▶

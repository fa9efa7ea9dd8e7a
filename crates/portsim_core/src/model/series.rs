//! Dated price and return series

use jiff::civil::Date;
use serde::{Deserialize, Serialize};

use super::ids::Ticker;
use crate::error::DataFetchError;

/// A single closing price observation
#[derive(Debug, Clone, Copy, PartialEq, Serialize, Deserialize)]
pub struct PricePoint {
    pub date: Date,
    pub price: f64,
}

/// Ordered price history for one asset.
///
/// Dates are strictly increasing and every price is positive and finite.
/// Deserialised series go through the same checks as [`PriceSeries::new`].
#[derive(Debug, Clone, PartialEq, Serialize, Deserialize)]
#[serde(try_from = "RawPriceSeries")]
pub struct PriceSeries {
    pub ticker: Ticker,
    points: Vec<PricePoint>,
}

/// Unvalidated wire form of [`PriceSeries`]
#[derive(Deserialize)]
struct RawPriceSeries {
    ticker: Ticker,
    points: Vec<PricePoint>,
}

impl TryFrom<RawPriceSeries> for PriceSeries {
    type Error = DataFetchError;

    fn try_from(raw: RawPriceSeries) -> Result<Self, Self::Error> {
        Self::new(raw.ticker, raw.points)
    }
}

impl PriceSeries {
    /// Validate and wrap a price history.
    pub fn new(ticker: Ticker, points: Vec<PricePoint>) -> Result<Self, DataFetchError> {
        for (i, p) in points.iter().enumerate() {
            if !p.price.is_finite() || p.price <= 0.0 {
                return Err(DataFetchError::InvalidPrice {
                    ticker,
                    date: p.date,
                    price: p.price,
                });
            }
            if i > 0 && points[i - 1].date >= p.date {
                return Err(DataFetchError::UnorderedDates {
                    ticker,
                    date: p.date,
                });
            }
        }
        Ok(Self { ticker, points })
    }

    /// Build from unsorted `(date, price)` pairs, sorting by date first.
    pub fn from_unsorted(
        ticker: Ticker,
        mut pairs: Vec<(Date, f64)>,
    ) -> Result<Self, DataFetchError> {
        pairs.sort_by_key(|(d, _)| *d);
        let points = pairs
            .into_iter()
            .map(|(date, price)| PricePoint { date, price })
            .collect();
        Self::new(ticker, points)
    }

    #[must_use]
    pub fn points(&self) -> &[PricePoint] {
        &self.points
    }

    #[must_use]
    pub fn len(&self) -> usize {
        self.points.len()
    }

    #[must_use]
    pub fn is_empty(&self) -> bool {
        self.points.is_empty()
    }

    /// Drop observations before `start`.
    #[must_use]
    pub fn since(mut self, start: Date) -> Self {
        self.points.retain(|p| p.date >= start);
        self
    }
}

/// A dated periodic return
#[derive(Debug, Clone, Copy, PartialEq, Serialize, Deserialize)]
pub struct ReturnPoint {
    pub date: Date,
    pub value: f64,
}

/// Periodic log returns for one asset
#[derive(Debug, Clone, PartialEq, Serialize, Deserialize)]
pub struct ReturnSeries {
    pub ticker: Ticker,
    pub points: Vec<ReturnPoint>,
}

impl ReturnSeries {
    #[must_use]
    pub fn len(&self) -> usize {
        self.points.len()
    }

    #[must_use]
    pub fn is_empty(&self) -> bool {
        self.points.is_empty()
    }

    pub fn values(&self) -> impl Iterator<Item = f64> + '_ {
        self.points.iter().map(|p| p.value)
    }
}

/// Weighted, rebalanced portfolio returns
#[derive(Debug, Clone, Default, PartialEq, Serialize, Deserialize)]
pub struct PortfolioReturnSeries {
    pub points: Vec<ReturnPoint>,
}

impl PortfolioReturnSeries {
    #[must_use]
    pub fn len(&self) -> usize {
        self.points.len()
    }

    #[must_use]
    pub fn is_empty(&self) -> bool {
        self.points.is_empty()
    }

    pub fn values(&self) -> impl Iterator<Item = f64> + '_ {
        self.points.iter().map(|p| p.value)
    }

    /// Growth of `init_value` under the realised log returns, starting at the
    /// first observation (length `len() + 1`).
    #[must_use]
    pub fn cumulative_growth(&self, init_value: f64) -> Vec<f64> {
        std::iter::once(init_value)
            .chain(self.values().scan(init_value, |acc, r| {
                *acc *= r.exp();
                Some(*acc)
            }))
            .collect()
    }
}
//! Calendar bucketing for resampling and rebalancing.
//!
//! Periods are identified by a `(year, index)` key computed directly from the
//! civil date fields, so grouping a daily series into months never touches
//! jiff's `Span` machinery.

use jiff::civil::Date;
use serde::{Deserialize, Serialize};

/// Sampling / rebalancing period.
#[derive(Debug, Clone, Copy, PartialEq, Eq, Hash, Default, Serialize, Deserialize)]
#[serde(rename_all = "lowercase")]
pub enum Period {
    #[default]
    Monthly,
    Quarterly,
    Annually,
}

/// Key identifying the calendar period a date falls into.
#[derive(Debug, Clone, Copy, PartialEq, Eq, PartialOrd, Ord, Hash)]
pub struct PeriodKey {
    pub year: i16,
    /// Month (1-12), quarter (1-4), or 1 for annual periods
    pub index: i8,
}

impl Period {
    #[inline]
    #[must_use]
    pub fn key(self, date: Date) -> PeriodKey {
        let index = match self {
            Period::Monthly => date.month(),
            Period::Quarterly => (date.month() - 1) / 3 + 1,
            Period::Annually => 1,
        };
        PeriodKey {
            year: date.year(),
            index,
        }
    }

    #[must_use]
    pub fn periods_per_year(self) -> u32 {
        match self {
            Period::Monthly => 12,
            Period::Quarterly => 4,
            Period::Annually => 1,
        }
    }

    /// Last calendar day of the period containing `date`.
    ///
    /// Resampled observations are labelled with this date so that series whose
    /// final trading day differs within a period still align.
    #[must_use]
    pub fn period_end(self, date: Date) -> Date {
        let last_month = match self {
            Period::Monthly => date.month(),
            Period::Quarterly => ((date.month() - 1) / 3 + 1) * 3,
            Period::Annually => 12,
        };
        month_end(jiff::civil::date(date.year(), last_month, 1))
    }

    /// True if `next` starts a new period relative to `prev`.
    #[inline]
    #[must_use]
    pub fn crosses_boundary(self, prev: Date, next: Date) -> bool {
        self.key(prev) != self.key(next)
    }
}

/// Fast leap year check.
#[inline]
pub fn is_leap_year(year: i16) -> bool {
    (year % 4 == 0 && year % 100 != 0) || (year % 400 == 0)
}

/// Last calendar day of the month containing `date`.
#[inline]
pub fn month_end(date: Date) -> Date {
    const DAYS: [i8; 12] = [31, 28, 31, 30, 31, 30, 31, 31, 30, 31, 30, 31];
    let month = date.month();
    let last = if month == 2 && is_leap_year(date.year()) {
        29
    } else {
        DAYS[(month - 1) as usize]
    };
    jiff::civil::date(date.year(), month, last)
}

◀

**INSTRUCTIONS FOR THE TASK**
Above are some records; copy exactly the lines from the one with "Self::new(raw.ticker, raw.points)" through the one with "for (i, p) in", both included, and no others.

**EXERCISE RESPONSE**
        Self::new(raw.ticker, raw.points)
    }
}

impl PriceSeries {
    /// Validate and wrap a price history.
    pub fn new(ticker: Ticker, points: Vec<PricePoint>) -> Result<Self, DataFetchError> {
        for (i, p) in points.iter().enumerate() {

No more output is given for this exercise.